DENVER — An early uptick in flu hospitalizations in Colorado has state health officials concerned.
Twenty people in the state have been hospitalized with flu since Aug. 1, which about double the number of cases Colorado usually sees this time of year, according to the Colorado Department of Health and Environment.
During last year’s flu season, 3,340 Coloradans were hospitalized with flu, and two children died.

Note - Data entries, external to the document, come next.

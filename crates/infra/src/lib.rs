//! Infrastructure layer: persistence adapters for the authorization core.

pub mod directory;

pub use directory::{InMemoryDirectoryStore, PostgresDirectoryStore};
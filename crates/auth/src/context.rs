//! Per-request authorization context.
//!
//! Building a context runs, in order:
//! 1. no verified identity → `AuthenticationRequired`
//! 2. no tenant slug → `TenantRequired`
//! 3. no live organization for the slug → `OrganizationNotFound`
//! 4. `super_admin` → bypass context, no membership consulted
//! 5. no active membership → `AccessDenied` (inactive is treated as missing)
//! 6. authorized context (organization, membership, role, permissions)
//! 7. spawned `last_access_at` stamp; its failure is logged and never surfaced

use std::sync::Arc;

use chrono::Utc;
use serde::Serialize;
use tracing::{debug, instrument, warn};

use orgguard_core::UserId;

use crate::authorize::{AccessError, AuthzError};
use crate::identity::Identity;
use crate::membership::Membership;
use crate::organization::Organization;
use crate::permissions::{Permission, PermissionMap, PermissionMatrix};
use crate::roles::{OrgRole, SystemRole};
use crate::store::DirectoryStore;
use crate::user::User;

#[derive(Debug, Clone, PartialEq, Serialize)]
pub struct AuthorizationContext {
    user: User,
    organization: Organization,
    membership: Option<Membership>,
    role: OrgRole,
    permissions: PermissionMap,
    bypass: bool,
}

impl AuthorizationContext {
    /// Context for a member acting in `organization`.
    pub fn for_member(user: User, organization: Organization, membership: Membership) -> Self {
        Self {
            role: membership.role,
            permissions: membership.permissions,
            user,
            organization,
            membership: Some(membership),
            bypass: false,
        }
    }

    /// Context for a system role that bypasses membership: acts as `owner`.
    pub fn bypass(user: User, organization: Organization) -> Self {
        Self {
            user,
            organization,
            membership: None,
            role: OrgRole::Owner,
            permissions: PermissionMatrix::defaults(OrgRole::Owner),
            bypass: true,
        }
    }

    pub fn user(&self) -> &User {
        &self.user
    }

    pub fn user_id(&self) -> UserId {
        self.user.id
    }

    pub fn system_role(&self) -> SystemRole {
        self.user.system_role
    }

    pub fn organization(&self) -> &Organization {
        &self.organization
    }

    pub fn membership(&self) -> Option<&Membership> {
        self.membership.as_ref()
    }

    /// Effective role: the membership's role, or `owner` under bypass.
    pub fn role(&self) -> OrgRole {
        self.role
    }

    pub fn permissions(&self) -> &PermissionMap {
        &self.permissions
    }

    pub fn is_bypass(&self) -> bool {
        self.bypass
    }

    pub fn allows(&self, permission: Permission) -> bool {
        self.bypass || self.permissions.allows(permission)
    }

    pub fn has_permission(&self, resource: &str, action: &str) -> bool {
        self.bypass || self.permissions.has_permission(resource, action)
    }
}

#[derive(Clone)]
pub struct ContextBuilder {
    store: Arc<dyn DirectoryStore>,
}

impl ContextBuilder {
    pub fn new(store: Arc<dyn DirectoryStore>) -> Self {
        Self { store }
    }

    #[instrument(skip_all, fields(slug = tenant))]
    pub async fn build(
        &self,
        identity: Option<&Identity>,
        tenant: Option<&str>,
    ) -> Result<AuthorizationContext, AccessError> {
        let identity = identity.ok_or(AuthzError::AuthenticationRequired)?;
        let ctx = self.resolve_tenant(identity, tenant).await?;
        if let Some(membership) = ctx.membership() {
            self.stamp_access(membership);
        }
        Ok(ctx)
    }

    /// Like [`build`](Self::build), but tenant failures (steps 2–5) yield `None`.
    /// Identity and store failures still propagate.
    pub async fn build_optional(
        &self,
        identity: Option<&Identity>,
        tenant: Option<&str>,
    ) -> Result<Option<AuthorizationContext>, AccessError> {
        match self.build(identity, tenant).await {
            Ok(ctx) => Ok(Some(ctx)),
            Err(AccessError::Denied(denial)) if denial.is_tenant_resolution_failure() => {
                debug!(reason = denial.code(), "no tenant context");
                Ok(None)
            }
            Err(e) => Err(e),
        }
    }

    async fn resolve_tenant(
        &self,
        identity: &Identity,
        tenant: Option<&str>,
    ) -> Result<AuthorizationContext, AccessError> {
        let slug = tenant
            .map(str::trim)
            .filter(|s| !s.is_empty())
            .ok_or(AuthzError::TenantRequired)?;

        let organization = self
            .store
            .organization_by_slug(slug)
            .await?
            .filter(Organization::is_available)
            .ok_or_else(|| {
                debug!(slug, "no live organization for slug");
                AuthzError::OrganizationNotFound
            })?;

        let user = identity.user.clone();
        if user.system_role.bypasses_membership() {
            debug!(user_id = %user.id, organization_id = %organization.id, "system role bypass");
            return Ok(AuthorizationContext::bypass(user, organization));
        }

        let membership = self
            .store
            .membership_for(user.id, organization.id)
            .await?
            .filter(|m| m.is_active)
            .ok_or_else(|| {
                debug!(user_id = %user.id, organization_id = %organization.id, "no active membership");
                AuthzError::AccessDenied
            })?;

        Ok(AuthorizationContext::for_member(user, organization, membership))
    }

    /// Fire-and-forget; skipped outside a Tokio runtime.
    fn stamp_access(&self, membership: &Membership) {
        let Ok(handle) = tokio::runtime::Handle::try_current() else {
            return;
        };
        let store = Arc::clone(&self.store);
        let membership_id = membership.id;
        handle.spawn(async move {
            if let Err(e) = store.touch_membership(membership_id, Utc::now()).await {
                warn!(membership_id = %membership_id, error = %e, "failed to stamp last access");
            }
        });
    }
}
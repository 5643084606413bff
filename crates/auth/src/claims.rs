use chrono::{DateTime, Utc};
use serde::{Deserialize, Serialize};
use thiserror::Error;

/// Verified identity claim (transport-agnostic).
///
/// What the identity provider vouches for once a credential has been decoded
/// and its signature checked by whatever verifier is wired in.
#[derive(Debug, Clone, PartialEq, Eq, Serialize, Deserialize)]
pub struct IdentityClaim {
    /// Provider subject; maps to `User::external_id`.
    pub subject: String,

    pub email: Option<String>,

    pub name: Option<String>,

    pub email_verified: bool,

    /// Account disabled at the provider.
    pub disabled: bool,

    /// Issued-at timestamp.
    pub issued_at: DateTime<Utc>,

    /// Expiration timestamp.
    pub expires_at: DateTime<Utc>,
}

#[derive(Debug, Error, Clone, PartialEq, Eq)]
pub enum TokenValidationError {
    #[error("token has expired")]
    Expired,

    #[error("token not yet valid (issued_at is in the future)")]
    NotYetValid,

    #[error("invalid token time window (expires_at <= issued_at)")]
    InvalidTimeWindow,

    #[error("token has no subject")]
    MissingSubject,

    #[error("token rejected: {0}")]
    Rejected(String),
}

/// Deterministically validate claim contents.
///
/// Note: this validates the *claims* only. Signature verification / decoding
/// belongs to the [`IdentityVerifier`] implementation.
pub fn validate_claims(claim: &IdentityClaim, now: DateTime<Utc>) -> Result<(), TokenValidationError> {
    if claim.subject.trim().is_empty() {
        return Err(TokenValidationError::MissingSubject);
    }
    if claim.expires_at <= claim.issued_at {
        return Err(TokenValidationError::InvalidTimeWindow);
    }
    if now < claim.issued_at {
        return Err(TokenValidationError::NotYetValid);
    }
    if now >= claim.expires_at {
        return Err(TokenValidationError::Expired);
    }
    Ok(())
}

/// Narrow port onto the identity provider.
///
/// Every failure is reported to the caller as `AuthenticationRequired`; the
/// variant is kept for logs only.
pub trait IdentityVerifier: Send + Sync {
    fn verify(&self, credential: &str, now: DateTime<Utc>) -> Result<IdentityClaim, TokenValidationError>;
}

impl<V: IdentityVerifier + ?Sized> IdentityVerifier for std::sync::Arc<V> {
    fn verify(&self, credential: &str, now: DateTime<Utc>) -> Result<IdentityClaim, TokenValidationError> {
        (**self).verify(credential, now)
    }
}
//! Tracing/logging initialization.
//!
//! JSON lines by default; `LOG_FORMAT=pretty` switches to human-readable
//! output. Filtering follows `RUST_LOG` and falls back to `info`.

use tracing_subscriber::EnvFilter;

#[derive(Debug, Copy, Clone, PartialEq, Eq, Default)]
pub enum LogFormat {
    #[default]
    Json,
    Pretty,
}

impl LogFormat {
    /// Read `LOG_FORMAT`; anything other than `pretty` means JSON.
    pub fn from_env() -> Self {
        std::env::var("LOG_FORMAT")
            .map(|v| Self::parse(&v))
            .unwrap_or_default()
    }

    pub fn parse(value: &str) -> Self {
        match value.trim().to_ascii_lowercase().as_str() {
            "pretty" | "text" => LogFormat::Pretty,
            _ => LogFormat::Json,
        }
    }
}

/// Initialize tracing/logging for the process.
///
/// Safe to call multiple times (subsequent calls are no-ops).
pub fn init(format: LogFormat) {
    let filter = EnvFilter::try_from_default_env()
        .unwrap_or_else(|_| EnvFilter::new("info"));

    let builder = tracing_subscriber::fmt()
        .with_env_filter(filter)
        .with_timer(tracing_subscriber::fmt::time::SystemTime);

    let _ = match format {
        LogFormat::Json => builder.json().with_target(false).try_init(),
        LogFormat::Pretty => builder.pretty().try_init(),
    };
}
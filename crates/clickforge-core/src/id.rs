use serde::{Deserialize, Serialize};

/// Identifies a subscriber registered on the event bus. Returned by
/// `Engine::on` and friends; pass it to `Engine::off` to unsubscribe.
#[derive(Debug, Clone, Copy, PartialEq, Eq, PartialOrd, Ord, Hash, Serialize, Deserialize)]
pub struct SubscriptionId(pub u64);

/// The content list an entity belongs to.
#[derive(Debug, Clone, Copy, PartialEq, Eq, PartialOrd, Ord, Hash, Serialize, Deserialize)]
#[serde(rename_all = "snake_case")]
pub enum EntityKind {
    Upgrade,
    Generator,
    Achievement,
    Event,
    Quest,
    PrestigeUpgrade,
}

impl EntityKind {
    /// Lowercase label used in log fields and error messages.
    pub fn label(self) -> &'static str {
        match self {
            EntityKind::Upgrade => "upgrade",
            EntityKind::Generator => "generator",
            EntityKind::Achievement => "achievement",
            EntityKind::Event => "event",
            EntityKind::Quest => "quest",
            EntityKind::PrestigeUpgrade => "prestige upgrade",
        }
    }
}

impl std::fmt::Display for EntityKind {
    fn fmt(&self, f: &mut std::fmt::Formatter<'_>) -> std::fmt::Result {
        f.write_str(self.label())
    }
}

#[cfg(test)]
mod tests {
    use super::*;

    #[test]
    fn subscription_id_ordering() {
        assert!(SubscriptionId(1) < SubscriptionId(2));
        assert_eq!(SubscriptionId(7), SubscriptionId(7));
    }

    #[test]
    fn entity_kind_labels() {
        assert_eq!(EntityKind::Upgrade.to_string(), "upgrade");
        assert_eq!(EntityKind::PrestigeUpgrade.label(), "prestige upgrade");
    }

    #[test]
    fn entity_kind_serializes_snake_case() {
        let json = serde_json::to_string(&EntityKind::PrestigeUpgrade).unwrap();
        assert_eq!(json, "\"prestige_upgrade\"");
    }
}
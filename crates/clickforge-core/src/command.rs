//! Deferred transaction commands.
//!
//! Reactive subscribers cannot call into the engine while it is delivering
//! notifications, so they return [`Command`]s instead. Hosts can also queue
//! commands to run at the start of the next tick. Each command maps onto
//! exactly one public engine operation.

// ---------------------------------------------------------------------------
// Command enum
// ---------------------------------------------------------------------------

#[derive(Debug, Clone, PartialEq)]
pub enum Command {
    Click { currency: String, amount: f64 },
    BuyUpgrade { id: String, quantity: u32 },
    BuyGenerator { id: String, quantity: u32 },
    ClaimAchievement { id: String },
    ClaimQuest { id: String },
    Prestige,
    BuyPrestigeUpgrade { id: String },
    StartEvent { id: String },
    CompleteEvent { id: String },
    CheckUnlocks,
    Save,
}

/// An executed command and whether the engine accepted it.
#[derive(Debug, Clone, PartialEq)]
pub struct CommandRecord {
    pub timestamp: i64,
    pub command: Command,
    pub accepted: bool,
}

// ---------------------------------------------------------------------------
// CommandQueue
// ---------------------------------------------------------------------------

/// Commands waiting for the next tick, plus an optional bounded history of
/// executed ones.
#[derive(Debug, Default)]
pub struct CommandQueue {
    pending: Vec<Command>,
    history: Vec<CommandRecord>,
    /// Maximum history entries to retain. 0 = no history.
    max_history: usize,
}

impl CommandQueue {
    pub fn new() -> Self {
        Self::default()
    }

    pub fn with_max_history(max_history: usize) -> Self {
        Self {
            max_history,
            ..Self::default()
        }
    }

    pub fn push(&mut self, command: Command) {
        self.pending.push(command);
    }

    pub fn push_batch(&mut self, commands: impl IntoIterator<Item = Command>) {
        self.pending.extend(commands);
    }

    /// Take every pending command, in submission order.
    pub fn drain(&mut self) -> Vec<Command> {
        std::mem::take(&mut self.pending)
    }

    /// Record an executed command, evicting the oldest entry when full.
    pub fn record(&mut self, timestamp: i64, command: Command, accepted: bool) {
        if self.max_history == 0 {
            return;
        }
        if self.history.len() == self.max_history {
            self.history.remove(0);
        }
        self.history.push(CommandRecord {
            timestamp,
            command,
            accepted,
        });
    }

    pub fn pending_count(&self) -> usize {
        self.pending.len()
    }

    pub fn is_empty(&self) -> bool {
        self.pending.is_empty()
    }

    pub fn history(&self) -> &[CommandRecord] {
        &self.history
    }

    pub fn clear_history(&mut self) {
        self.history.clear();
    }
}
//! The game engine: owns configuration and state and runs the tick pipeline.
//!
//! # Architecture
//!
//! The `Engine` owns:
//! - The immutable [`GameConfig`]
//! - The mutable [`GameState`] tree
//! - A [`Storage`] backend and a [`Clock`]
//! - A [`SimRng`] for critical clicks and random events
//! - An [`EventBus`] and a [`PredicateRegistry`] of named predicates
//! - Two [`RecurringTask`]s (tick and save) polled by [`Engine::poll`]
//!
//! # Tick Pipeline
//!
//! Each `advance(delta)` runs:
//! 1. **Pre-tick** -- execute commands queued with [`Engine::queue`]
//! 2. **Clock** -- add `delta` to play time, stamp `last_update`
//! 3. **Production** -- every owned generator credits its currency
//! 4. **Events** -- active timed events progress and may complete; a random
//!    event may start
//! 5. **Predicates** -- achievements, quests and unlocks are re-evaluated
//!    until nothing changes
//! 6. **Post-tick** -- emit `Update`, deliver notifications, run commands
//!    returned by reactive subscribers
//!
//! Transaction operations live in [`crate::transaction`], save/load in
//! [`crate::persistence`].

use std::collections::HashSet;

use tracing::{debug, info, warn};

use crate::clock::{Clock, SystemClock, elapsed_secs};
use crate::command::{Command, CommandQueue, CommandRecord};
use crate::condition::{Condition, PredicateError, PredicateRegistry};
use crate::config::{ConfigError, GameConfig, QuestAction, QuestGoal, QuestMeasure};
use crate::event::{
    Event, EventBus, EventKind, HandlerError, Notification, NotificationHistory,
    SubscriberPriority,
};
use crate::id::{EntityKind, SubscriptionId};
use crate::modifier::{EVENT_CHANCE, GrantedModifier, ModifierResolver};
use crate::persistence::{MemoryStorage, Storage};
use crate::query::StateView;
use crate::registry::{
    AchievementState, EventState, GeneratorState, PrestigeUpgradeState, QuestState, UpgradeState,
};
use crate::rng::SimRng;
use crate::scheduler::RecurringTask;
use crate::state::GameState;

/// Executed commands kept for inspection.
const COMMAND_HISTORY: usize = 64;

/// Which predicate families a settle pass re-evaluates.
#[derive(Debug, Clone, Copy, PartialEq, Eq)]
pub(crate) enum Pass {
    /// Upgrade, generator and prestige-upgrade unlocks.
    Unlocks,
    /// Achievements and quests as well.
    Full,
}

/// What a call to [`Engine::poll`] ran.
#[derive(Debug, Clone, Copy, Default, PartialEq, Eq)]
pub struct Polled {
    pub ticked: bool,
    pub saved: bool,
}

// ---------------------------------------------------------------------------
// Engine
// ---------------------------------------------------------------------------

pub struct Engine {
    pub(crate) config: GameConfig,
    pub(crate) state: GameState,
    pub(crate) storage: Box<dyn Storage>,
    pub(crate) clock: Box<dyn Clock>,
    pub(crate) rng: SimRng,
    pub(crate) bus: EventBus,
    pub(crate) predicates: PredicateRegistry,
    pub(crate) commands: CommandQueue,
    pub(crate) running: bool,
    tick_task: RecurringTask,
    save_task: RecurringTask,
}

impl std::fmt::Debug for Engine {
    fn fmt(&self, f: &mut std::fmt::Formatter<'_>) -> std::fmt::Result {
        f.debug_struct("Engine")
            .field("running", &self.running)
            .field("state", &self.state)
            .field("bus", &self.bus)
            .field("predicates", &self.predicates)
            .finish_non_exhaustive()
    }
}
impl Engine {
    // -----------------------------------------------------------------------
    // Clicking
    // -----------------------------------------------------------------------

    /// Manually earn `amount` of `currency`, scaled by the click multiplier
    /// and possibly critical. Rejects negative or non-finite amounts.
    pub fn click(&mut self, currency: &str, amount: f64) -> bool {
        let accepted = self.apply_click(currency, amount);
        self.flush();
        accepted
    }

    pub(crate) fn apply_click(&mut self, currency: &str, amount: f64) -> bool {
        if !self.running {
            debug!(%currency, "click ignored: engine not running");
            return false;
        }
        if !amount.is_finite() || amount < 0.0 {
            return false;
        }

        let resolver = self.resolver();
        let base = amount * resolver.global_multiplier(CLICK);
        let crit_chance = resolver.resolve_or(CRIT_CHANCE, self.config.crit_chance);
        let crit_multiplier = resolver.resolve_or(CRIT_MULTIPLIER, self.config.crit_multiplier);

        let is_critical = self.rng.chance(crit_chance);
        let gained = if is_critical {
            base * crit_multiplier
        } else {
            base
        };
        let gained = if gained.is_finite() { gained.max(0.0) } else { 0.0 };

        *self.state.ensure_resource(currency) += gained;
        self.state.stats.total_clicks += 1;
        self.record_action(QuestAction::Click, currency, 1.0, gained);
        self.settle(Pass::Unlocks);
        self.emit(Event::Click {
            currency: currency.to_string(),
            amount: gained,
            is_critical,
        });
        true
    }

    // -----------------------------------------------------------------------
    // Purchases
    // -----------------------------------------------------------------------

    /// Price of the next `quantity` levels of an upgrade, per currency, after
    /// clamping to its max level. `None` if unknown or nothing can be bought.
    pub fn upgrade_cost(&self, id: &str, quantity: u32) -> Option<BTreeMap<String, f64>> {
        let index = self.config.upgrades.iter().position(|d| d.id == id)?;
        let def = &self.config.upgrades[index];
        let owned = self.state.entities.upgrades[index].owned;
        let quantity = clamp_quantity(owned, quantity, def.max_level)?;
        Some(
            def.cost
                .iter()
                .map(|(currency, base)| {
                    let total = batch_cost(*base, owned, quantity, self.config.growth_rate);
                    (currency.clone(), total)
                })
                .collect(),
        )
    }

    /// Price of the next `quantity` generators in their payment currency.
    pub fn generator_cost(&self, id: &str, quantity: u32) -> Option<f64> {
        let index = self.config.generators.iter().position(|d| d.id == id)?;
        let quantity = clamp_quantity(self.state.entities.generators[index].owned, quantity, None)?;
        Some(batch_cost(
            self.config.generators[index].cost,
            self.state.entities.generators[index].owned,
            quantity,
            self.config.growth_rate,
        ))
    }

    /// Buy up to `quantity` levels of an upgrade. The quantity is clamped to
    /// the max level; the purchase fails if nothing remains to buy, if the
    /// upgrade is locked (and not always visible), or if any currency is
    /// short for the whole batch.
    pub fn buy_upgrade(&mut self, id: &str, quantity: u32) -> bool {
        let bought = self.apply_buy_upgrade(id, quantity);
        self.flush();
        bought
    }

    pub(crate) fn apply_buy_upgrade(&mut self, id: &str, quantity: u32) -> bool {
        if !self.running {
            return false;
        }
        let Some(index) = registry::position(&self.state.entities.upgrades, id) else {
            return false;
        };
        let def = &self.config.upgrades[index];
        if !self.state.entities.upgrades[index].unlocked && !def.always_visible {
            return false;
        }
        let owned = self.state.entities.upgrades[index].owned;
        let Some(quantity) = clamp_quantity(owned, quantity, def.max_level) else {
            return false;
        };
        let Some(new_level) = owned.checked_add(quantity) else {
            return false;
        };

        let mut prices = Vec::with_capacity(def.cost.len());
        for (currency, base) in &def.cost {
            let balance = self.state.resource(currency);
            match batch_cost_within(*base, owned, quantity, self.config.growth_rate, balance) {
                Some(price) => prices.push((currency.clone(), price)),
                None => return false,
            }
        }
        for (currency, price) in &prices {
            *self.state.ensure_resource(currency) -= price;
        }

        let upgrade = &mut self.state.entities.upgrades[index];
        upgrade.owned = new_level;
        upgrade.unlocked = true;
        debug!(%id, quantity, new_level, "upgrade bought");

        self.record_action(QuestAction::BuyUpgrade, id, f64::from(quantity), f64::from(quantity));
        self.settle(Pass::Unlocks);
        self.emit(Event::UpgradeBought {
            id: id.to_string(),
            quantity,
            new_level,
        });
        true
    }

    /// Buy `quantity` generators, paid in the generator's payment currency.
    pub fn buy_generator(&mut self, id: &str, quantity: u32) -> bool {
        let bought = self.apply_buy_generator(id, quantity);
        self.flush();
        bought
    }

    pub(crate) fn apply_buy_generator(&mut self, id: &str, quantity: u32) -> bool {
        if !self.running || quantity == 0 {
            return false;
        }
        let Some(index) = registry::position(&self.state.entities.generators, id) else {
            return false;
        };
        if !self.state.entities.generators[index].unlocked {
            return false;
        }
        let def = &self.config.generators[index];
        let owned = self.state.entities.generators[index].owned;
        let Some(new_count) = owned.checked_add(quantity) else {
            return false;
        };
        let currency = def.payment_currency().to_string();
        let balance = self.state.resource(&currency);
        let Some(price) =
            batch_cost_within(def.cost, owned, quantity, self.config.growth_rate, balance)
        else {
            return false;
        };
        *self.state.ensure_resource(&currency) -= price;

        self.state.entities.generators[index].owned = new_count;
        debug!(%id, quantity, new_count, %price, "generator bought");

        self.record_action(QuestAction::BuyGenerator, id, f64::from(quantity), f64::from(quantity));
        self.settle(Pass::Unlocks);
        self.emit(Event::GeneratorBought {
            id: id.to_string(),
            quantity,
            new_count,
        });
        true
    }

    // -----------------------------------------------------------------------
    // Claims
    // -----------------------------------------------------------------------

    /// Claim an unlocked achievement's reward. Its modifiers apply from now
    /// on. Fails if locked or already claimed.
    pub fn claim_achievement(&mut self, id: &str) -> bool {
        let claimed = self.apply_claim_achievement(id);
        self.flush();
        claimed
    }

    pub(crate) fn apply_claim_achievement(&mut self, id: &str) -> bool {
        let Some(index) = registry::position(&self.state.entities.achievements, id) else {
            return false;
        };
        let achievement = &self.state.entities.achievements[index];
        if !achievement.unlocked || achievement.claimed {
            return false;
        }
        self.state.grant(&self.config.achievements[index].reward);
        self.state.entities.achievements[index].claimed = true;
        debug!(%id, "achievement claimed");
        self.settle(Pass::Unlocks);
        self.emit(Event::AchievementClaimed { id: id.to_string() });
        true
    }

    /// Claim a completed quest's reward and grant its modifiers. Fails if
    /// incomplete or already claimed.
    pub fn claim_quest(&mut self, id: &str) -> bool {
        let claimed = self.apply_claim_quest(id);
        self.flush();
        claimed
    }

    pub(crate) fn apply_claim_quest(&mut self, id: &str) -> bool {
        let Some(index) = registry::position(&self.state.entities.quests, id) else {
            return false;
        };
        let quest = &self.state.entities.quests[index];
        if !quest.completed || quest.claimed {
            return false;
        }
        let def = &self.config.quests[index];
        self.state.grant(&def.reward);
        let source = format!("quest:{}", def.id);
        self.state
            .granted
            .extend(def.modifiers.iter().map(|modifier| GrantedModifier {
                source: source.clone(),
                modifier: modifier.clone(),
            }));
        self.state.entities.quests[index].claimed = true;
        debug!(%id, "quest claimed");
        self.settle(Pass::Unlocks);
        self.emit(Event::QuestClaimed { id: id.to_string() });
        true
    }

    // -----------------------------------------------------------------------
    // Prestige
    // -----------------------------------------------------------------------

    /// Whether any prestige tier's unlock condition currently holds.
    /// Predicates that fail to evaluate count as not satisfied.
    pub fn can_prestige(&self) -> bool {
        let view = self.view();
        self.config
            .prestige
            .iter()
            .any(|tier| tier.unlock.evaluate(&view, &self.predicates) == Ok(true))
    }

    /// Like [`Engine::can_prestige`], but reports tiers whose predicate fails.
    fn prestige_ready(&mut self) -> bool {
        let mut failures = Vec::new();
        let mut ready = false;
        for tier in &self.config.prestige {
            match self.evaluate(&tier.unlock) {
                Ok(true) => {
                    ready = true;
                    break;
                }
                Ok(false) => {}
                Err(err) => failures.push(format!("prestige '{}' predicate failed: {err}", tier.id)),
            }
        }
        for message in failures {
            self.report_error(message);
        }
        ready
    }

    /// Prestige currency a prestige would award right now.
    pub fn pending_prestige_currency(&self) -> f64 {
        let from_production: f64 = self
            .state
            .stats
            .total_generated
            .values()
            .map(|total| (total.max(0.0) / PRESTIGE_DIVISOR).sqrt())
            .sum();
        let claimed = self.state.entities.claimed_achievements() as f64;
        from_production * (1.0 + ACHIEVEMENT_PRESTIGE_BONUS * claimed)
    }

    /// Start a new epoch: convert lifetime production into prestige currency,
    /// rebuild everything but the prestige block, and save immediately.
    pub fn prestige(&mut self) -> bool {
        let done = self.apply_prestige();
        self.flush();
        done
    }

    pub(crate) fn apply_prestige(&mut self) -> bool {
        if !self.prestige_ready() {
            return false;
        }
        let earned = self.pending_prestige_currency();
        let now = self.clock.now_ms();

        let mut next = self.state.next_epoch(&self.config, now);
        next.prestige.level += 1;
        next.prestige.currency += earned;
        self.state = next;

        let level = self.state.prestige.level;
        let currency = self.state.prestige.currency;
        info!(level, earned, currency, "prestiged");

        self.settle(Pass::Unlocks);
        self.emit(Event::Prestige {
            level,
            earned,
            currency,
        });
        // Failures are reported through the bus.
        let _ = self.apply_save();
        true
    }

    /// Buy one level of an unlocked prestige upgrade with prestige currency.
    pub fn buy_prestige_upgrade(&mut self, id: &str) -> bool {
        let bought = self.apply_buy_prestige_upgrade(id);
        self.flush();
        bought
    }

    pub(crate) fn apply_buy_prestige_upgrade(&mut self, id: &str) -> bool {
        if !self.running {
            return false;
        }
        let Some(index) = registry::position(&self.state.prestige.upgrades, id) else {
            return false;
        };
        if !self.state.prestige.upgrades[index].unlocked {
            return false;
        }
        let cost = self.config.prestige[index].cost;
        if self.state.prestige.currency < cost {
            return false;
        }
        let Some(new_level) = self.state.prestige.upgrades[index].owned.checked_add(1) else {
            return false;
        };
        self.state.prestige.currency -= cost;
        self.state.prestige.upgrades[index].owned = new_level;
        debug!(%id, new_level, "prestige upgrade bought");

        self.settle(Pass::Unlocks);
        self.emit(Event::PrestigeUpgradeBought {
            id: id.to_string(),
            new_level,
        });
        true
    }
}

Health officials are urging Coloradans ages 6 months and older to get a flu vaccine, ideally before the end of October.
“Flu is unpredictable,” said State Epidemiologist Dr. Rachel Herlihy. “The increased number of cases we’re seeing doesn’t necessarily signal a more serious flu season, but it does mean the sooner you get your flu shot, the better off you’ll be.”
It takes about two weeks for the vaccination to take effect.
Here are some facts about this year’s flu vaccine:
The Centers for Disease Control and Prevention recommends only injectable flu shots this year. The nasal flu vaccine (FluMist) is not recommended.
The CDC, as well as the Advisory Committee on Immunization Practices and the American College of Obstetricians and Gynecologists, recommend pregnant women get a flu vaccine during any trimester of their pregnancy. Influenza can be a more severe disease during pregnancy. Pregnant women may receive any licensed, recommended and age-appropriate flu vaccine.
Options for flu vaccine include vaccines protecting against three or four strains of flu; high-dose and enhanced vaccine for older people; and vaccines manufactured without eggs. People should discuss these choices with their health care providers.
Check with your health care provider about getting vaccinated, or to find flu vaccines at retail outlets, visit vaccinefinder.org.